Speaker 16 Okay, you're welcome.

Speaker 15 What she holds on to now came long before that tragic night. The moments that still make her laugh, the moments that made Lisa Lisa.

Speaker 18 She was a good student. She was very thoughtful and courteous.

Speaker 18 She

Speaker 18 when she was

Speaker 18 we moved up to Jerseyville when Shelby was entering middle school and Lisa was still one year away from kindergarten. So Lisa did complete all of her schooling here in Jerseyville.
And at Shelby's

Speaker 18 middle school orientation, Lisa dressed with a tiara and princess outfit. So she was, like I said, said, around five, six years old.

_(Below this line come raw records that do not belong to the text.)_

//! Query interface used by the presentation layer.
//!
//! Each call is one interaction cycle over the shared, read-only table:
//! validate the selection, filter, then shape or rank. Validation failures
//! and empty selections never touch the table.

use crate::charts::{shape, ChartSeries};
use crate::data::{
    filter, filter_by_date, CanonicalTable, DateRange, EntityCategory, FilterPredicate,
    SortColumn, ValueType,
};
use crate::ranking::{rank, RankingRow};
use chrono::NaiveDate;
use thiserror::Error;

#[derive(Error, Debug, Clone, PartialEq, Eq)]
pub enum QueryError {
    #[error("La fecha 'Desde' debe ser menor o igual a la fecha 'Hasta'.")]
    InvalidRange { start: NaiveDate, end: NaiveDate },
}

/// Why there is nothing to plot. Not an error: the UI shows a prompt.
#[derive(Debug, Clone, Copy, PartialEq, Eq)]
pub enum EmptySelection {
    NoEntities,
    NoProducts,
    NoMatchingRows,
}

impl EmptySelection {
    pub fn prompt(&self) -> &'static str {
        match self {
            EmptySelection::NoEntities => "Selecciona al menos una entidad para ver la gráfica.",
            EmptySelection::NoProducts => "Selecciona al menos un producto para ver la gráfica.",
            EmptySelection::NoMatchingRows => "No hay datos para la selección actual.",
        }
    }
}

/// Selector state of the evolution chart.
#[derive(Debug, Clone)]
pub struct ChartQuery {
    pub date_range: DateRange,
    /// Entity types the entities are picked from. Empty leaves nothing to
    /// pick, so the view reports `EmptySelection::NoEntities`.
    pub categories: Vec<EntityCategory>,
    /// Selection order drives series colours.
    pub entities: Vec<String>,
    pub products: Vec<String>,
    pub value_type: ValueType,
}

#[derive(Debug, Clone, PartialEq)]
pub enum ChartOutcome {
    Series(ChartSeries),
    EmptySelection(EmptySelection),
}

/// Selector state of the ranking table.
#[derive(Debug, Clone)]
pub struct RankingQuery {
    pub date: NaiveDate,
    pub product: String,
    pub categories: Vec<EntityCategory>,
    pub sort_column: SortColumn,
}

#[derive(Debug, Clone, PartialEq)]
pub enum RankingOutcome {
    Rows(Vec<RankingRow>),
    NoData { date: NaiveDate, product: String },
}

impl RankingOutcome {
    pub fn message(&self) -> Option<String> {
        match self {
            RankingOutcome::Rows(_) => None,
            RankingOutcome::NoData { date, .. } => Some(format!(
                "No hay datos disponibles para la fecha {date} y el producto seleccionado."
            )),
        }
    }
}

/// Evolution chart: range check first, then empty-selection checks, then
/// filter and shape. As in the ranking, an empty category list selects nothing.
pub fn chart_view(table: &CanonicalTable, query: &ChartQuery) -> Result<ChartOutcome, QueryError> {
    let range = query.date_range;
    if !range.is_valid() {
        tracing::warn!(start = %range.start, end = %range.end, "rejected inverted date range");
        return Err(QueryError::InvalidRange {
            start: range.start,
            end: range.end,
        });
    }
    if query.entities.is_empty() || query.categories.is_empty() {
        return Ok(ChartOutcome::EmptySelection(EmptySelection::NoEntities));
    }
    if query.products.is_empty() {
        return Ok(ChartOutcome::EmptySelection(EmptySelection::NoProducts));
    }

    let predicate = FilterPredicate::new()
        .with_date_range(range)
        .with_entities(query.entities.iter().cloned())
        .with_products(query.products.iter().cloned())
        .with_value_type(query.value_type.clone())
        .with_categories(query.categories.iter().copied());

    let rows = filter_by_date(table.rows(), &predicate);
    let series = shape(&rows, &query.value_type, &query.entities);
    tracing::debug!(
        rows = rows.len(),
        entities = series.series.len(),
        value_type = %query.value_type,
        "chart query"
    );

    if series.is_empty() {
        return Ok(ChartOutcome::EmptySelection(EmptySelection::NoMatchingRows));
    }
    Ok(ChartOutcome::Series(series))
}

/// Ranking table for one date and product.
pub fn ranking_view(table: &CanonicalTable, query: &RankingQuery) -> RankingOutcome {
    let predicate = FilterPredicate::new()
        .with_date_range(DateRange::on(query.date))
        .with_products([query.product.as_str()])
        .with_categories(query.categories.iter().copied());

    let rows = filter(table.rows(), &predicate);
    // An empty category selection excludes everything, as in the chart selectors.
    if rows.is_empty() || query.categories.is_empty() {
        tracing::info!(date = %query.date, product = %query.product, "no ranking data");
        return RankingOutcome::NoData {
            date: query.date,
            product: query.product.clone(),
        };
    }

    RankingOutcome::Rows(rank(&rows, query.sort_column))
}
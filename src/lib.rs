//! Origination Dashboard - financial-sector evolution chart and ranking
//!
//! Loads the rate, amount and operations sources once, then serves the
//! evolution chart and ranking views from the shared in-memory table.

pub mod charts;
pub mod config;
pub mod data;
pub mod gui;
pub mod logging;
pub mod query;
pub mod ranking;
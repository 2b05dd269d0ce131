//! Charts module - series shaping and chart rendering

mod plotter;
mod renderer;
mod series;

pub use plotter::{to_color32, ChartPlotter};
pub use renderer::{RenderError, StaticChartRenderer};
pub use series::{palette_color, shape, ChartSeries, EntitySeries, PALETTE};
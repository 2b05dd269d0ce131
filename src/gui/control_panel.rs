//! Control Panel Widget
//! Right side panel with the selectors of the active page.

use crate::data::{CanonicalTable, DateRange, EntityCategory, SortColumn, ValueType};
use crate::query::{ChartQuery, RankingQuery};
use chrono::NaiveDate;
use egui::{Color32, ComboBox, RichText, ScrollArea};

/// Dashboard pages.
#[derive(Debug, Clone, Copy, PartialEq, Eq, Default)]
pub enum Page {
    #[default]
    Evolution,
    Ranking,
}

impl Page {
    pub fn title(&self) -> &'static str {
        match self {
            Page::Evolution => "Gráfico Evolutivo",
            Page::Ranking => "Ranking",
        }
    }
}

/// Selector state of the evolution page.
#[derive(Debug, Clone)]
pub struct ChartSettings {
    pub start: NaiveDate,
    pub end: NaiveDate,
    pub categories: Vec<EntityCategory>,
    /// Kept in click order.
    pub entities: Vec<String>,
    pub products: Vec<String>,
    pub value_type: Option<ValueType>,
}

/// Selector state of the ranking page.
#[derive(Debug, Clone)]
pub struct RankingSettings {
    pub date: NaiveDate,
    pub product: Option<String>,
    pub categories: Vec<EntityCategory>,
    pub sort_column: SortColumn,
}

/// Choices offered by the selectors, computed once from the table.
struct Choices {
    dates: Vec<NaiveDate>,
    products: Vec<String>,
    value_types: Vec<ValueType>,
}

/// Right side control panel.
pub struct ControlPanel {
    pub page: Page,
    pub chart: ChartSettings,
    pub ranking: RankingSettings,
    choices: Choices,
    pub status: String,
}

impl ControlPanel {
    /// Defaults mirror the source dashboard: full date range, every category,
    /// the first product and value type, ranking on the latest date.
    pub fn new(table: &CanonicalTable) -> Self {
        let fallback = NaiveDate::default();
        let min = table.min_date().unwrap_or(fallback);
        let max = table.max_date().unwrap_or(fallback);
        let products = table.products();
        let value_types = table.value_types();

        Self {
            page: Page::default(),
            chart: ChartSettings {
                start: min,
                end: max,
                categories: EntityCategory::ALL.to_vec(),
                entities: Vec::new(),
                products: Vec::new(),
                value_type: value_types.first().cloned(),
            },
            ranking: RankingSettings {
                date: max,
                product: products.first().cloned(),
                categories: EntityCategory::ALL.to_vec(),
                sort_column: SortColumn::default(),
            },
            choices: Choices {
                dates: table.dates(),
                products,
                value_types,
            },
            status: "Ready".to_string(),
        }
    }

    pub fn chart_query(&self) -> Option<ChartQuery> {
        Some(ChartQuery {
            date_range: DateRange::new(self.chart.start, self.chart.end),
            categories: self.chart.categories.clone(),
            entities: self.chart.entities.clone(),
            products: self.chart.products.clone(),
            value_type: self.chart.value_type.clone()?,
        })
    }

    pub fn ranking_query(&self) -> Option<RankingQuery> {
        Some(RankingQuery {
            date: self.ranking.date,
            product: self.ranking.product.clone()?,
            categories: self.ranking.categories.clone(),
            sort_column: self.ranking.sort_column,
        })
    }

    pub fn set_status(&mut self, status: &str) {
        self.status = status.to_string();
    }

    /// Draw the panel for the active page.
    pub fn show(&mut self, ui: &mut egui::Ui, table: &CanonicalTable) -> ControlPanelAction {
        let mut action = ControlPanelAction::None;

        ui.add_space(5.0);
        ui.label(RichText::new("Página").size(14.0).strong());
        ComboBox::from_id_salt("page")
            .selected_text(self.page.title())
            .show_ui(ui, |ui| {
                for page in [Page::Evolution, Page::Ranking] {
                    if ui.selectable_value(&mut self.page, page, page.title()).changed() {
                        action = ControlPanelAction::SelectionChanged;
                    }
                }
            });

        ui.add_space(10.0);
        ui.separator();
        ui.add_space(5.0);

        let changed = match self.page {
            Page::Evolution => self.show_chart_selectors(ui, table),
            Page::Ranking => self.show_ranking_selectors(ui),
        };
        if changed {
            action = ControlPanelAction::SelectionChanged;
        }

        if self.page == Page::Evolution {
            ui.add_space(15.0);
            ui.separator();
            ui.vertical_centered(|ui| {
                let button = egui::Button::new(RichText::new("🖼 Export PNG").size(14.0))
                    .min_size(egui::vec2(150.0, 30.0));
                if ui.add(button).clicked() {
                    action = ControlPanelAction::ExportPng;
                }
            });
        }

        ui.add_space(10.0);
        let status_color = if self.status.starts_with("Error") {
            Color32::from_rgb(220, 53, 69)
        } else {
            Color32::GRAY
        };
        ui.label(RichText::new(&self.status).size(11.0).color(status_color));

        action
    }

    fn show_chart_selectors(&mut self, ui: &mut egui::Ui, table: &CanonicalTable) -> bool {
        let mut changed = false;

        ui.label("Selecciona el rango de fechas:");
        changed |= date_combo(ui, "chart_start", "Desde:", &mut self.chart.start, &self.choices.dates);
        changed |= date_combo(ui, "chart_end", "Hasta:", &mut self.chart.end, &self.choices.dates);

        ui.add_space(8.0);
        ui.label("Selecciona uno o más tipos de entidad:");
        if category_checkboxes(ui, &mut self.chart.categories) {
            // Entities outside the chosen categories can no longer be selected.
            let allowed = table.entities_in(&self.chart.categories);
            self.chart.entities.retain(|e| allowed.contains(e));
            changed = true;
        }

        ui.add_space(8.0);
        ui.label("Selecciona una o más entidades:");
        let entities = table.entities_in(&self.chart.categories);
        changed |= ordered_multiselect(ui, "chart_entities", &entities, &mut self.chart.entities);

        ui.add_space(8.0);
        ui.label("Selecciona uno o más productos:");
        changed |= ordered_multiselect(
            ui,
            "chart_products",
            &self.choices.products,
            &mut self.chart.products,
        );

        ui.add_space(8.0);
        ui.label("Selecciona el tipo de valor:");
        let selected = self
            .chart
            .value_type
            .as_ref()
            .map(|v| v.display_name().to_string())
            .unwrap_or_default();
        ComboBox::from_id_salt("chart_value_type")
            .selected_text(selected)
            .show_ui(ui, |ui| {
                for value_type in &self.choices.value_types {
                    let is_selected = self.chart.value_type.as_ref() == Some(value_type);
                    if ui
                        .selectable_label(is_selected, value_type.display_name())
                        .clicked()
                    {
                        self.chart.value_type = Some(value_type.clone());
                        changed = true;
                    }
                }
            });

        changed
    }

    fn show_ranking_selectors(&mut self, ui: &mut egui::Ui) -> bool {
        let mut changed = false;

        ui.label("Selecciona una fecha:");
        changed |= date_combo(ui, "ranking_date", "Fecha:", &mut self.ranking.date, &self.choices.dates);

        ui.add_space(8.0);
        ui.label("Selecciona un producto:");
        ComboBox::from_id_salt("ranking_product")
            .selected_text(self.ranking.product.clone().unwrap_or_default())
            .show_ui(ui, |ui| {
                for product in &self.choices.products {
                    let is_selected = self.ranking.product.as_ref() == Some(product);
                    if ui.selectable_label(is_selected, product.as_str()).clicked() {
                        self.ranking.product = Some(product.clone());
                        changed = true;
                    }
                }
            });

        ui.add_space(8.0);
        ui.label("Selecciona uno o más tipos de entidad:");
        changed |= category_checkboxes(ui, &mut self.ranking.categories);

        ui.add_space(8.0);
        ui.label("Selecciona la columna para ordenar el ranking:");
        ComboBox::from_id_salt("ranking_sort")
            .selected_text(self.ranking.sort_column.display_name())
            .show_ui(ui, |ui| {
                for column in SortColumn::ALL {
                    if ui
                        .selectable_value(&mut self.ranking.sort_column, column, column.display_name())
                        .changed()
                    {
                        changed = true;
                    }
                }
            });

        changed
    }
}

fn date_combo(
    ui: &mut egui::Ui,
    id: &str,
    label: &str,
    value: &mut NaiveDate,
    dates: &[NaiveDate],
) -> bool {
    let mut changed = false;
    ui.horizontal(|ui| {
        ui.add_sized([60.0, 20.0], egui::Label::new(label));
        ComboBox::from_id_salt(id)
            .width(140.0)
            .selected_text(value.format("%Y-%m-%d").to_string())
            .show_ui(ui, |ui| {
                for date in dates {
                    if ui
                        .selectable_value(value, *date, date.format("%Y-%m-%d").to_string())
                        .changed()
                    {
                        changed = true;
                    }
                }
            });
    });
    changed
}

fn category_checkboxes(ui: &mut egui::Ui, selected: &mut Vec<EntityCategory>) -> bool {
    let mut changed = false;
    ui.horizontal(|ui| {
        for category in EntityCategory::ALL {
            let mut checked = selected.contains(&category);
            if ui.checkbox(&mut checked, category.display_name()).changed() {
                if checked {
                    selected.push(category);
                } else {
                    selected.retain(|c| *c != category);
                }
                changed = true;
            }
        }
    });
    changed
}

/// Checkbox list that records selection in click order.
fn ordered_multiselect(
    ui: &mut egui::Ui,
    id: &str,
    options: &[String],
    selected: &mut Vec<String>,
) -> bool {
    let mut changed = false;
    egui::Frame::none()
        .fill(ui.visuals().widgets.noninteractive.bg_fill)
        .rounding(5.0)
        .inner_margin(5.0)
        .show(ui, |ui| {
            ScrollArea::vertical()
                .id_salt(id)
                .max_height(140.0)
                .show(ui, |ui| {
                    for option in options {
                        let mut checked = selected.contains(option);
                        if ui.checkbox(&mut checked, option.as_str()).changed() {
                            if checked {
                                selected.push(option.clone());
                            } else {
                                selected.retain(|s| s != option);
                            }
                            changed = true;
                        }
                    }
                });
        });
    ui.horizontal(|ui| {
        if ui.small_button("Clear").clicked() && !selected.is_empty() {
            selected.clear();
            changed = true;
        }
    });
    changed
}

/// Actions triggered by control panel
#[derive(Debug, Clone, PartialEq)]
pub enum ControlPanelAction {
    None,
    SelectionChanged,
    ExportPng,
}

Speaker 18 So she attended Shelby's, much to Shelby's dismay, middle school orientation in a tiara and princess gown and those little plastic princess shoes that they used to sell at the store. So

Speaker 18 she was a character.

Speaker 15 Lisa was just 22 years old, but was already living on her own in an apartment about half an hour away from her mom and stepdad.

Speaker 15 She was responsible. She had her own car and a job.
But her main goal was to become a nurse like her mother because she loved caring for people.

Speaker 15 That was obvious.

Speaker 15 She was pregnant, almost eight months pregnant. The nursery wasn't finished yet, but the baby shower invitations had already gone out.
The party was planned for the end of June.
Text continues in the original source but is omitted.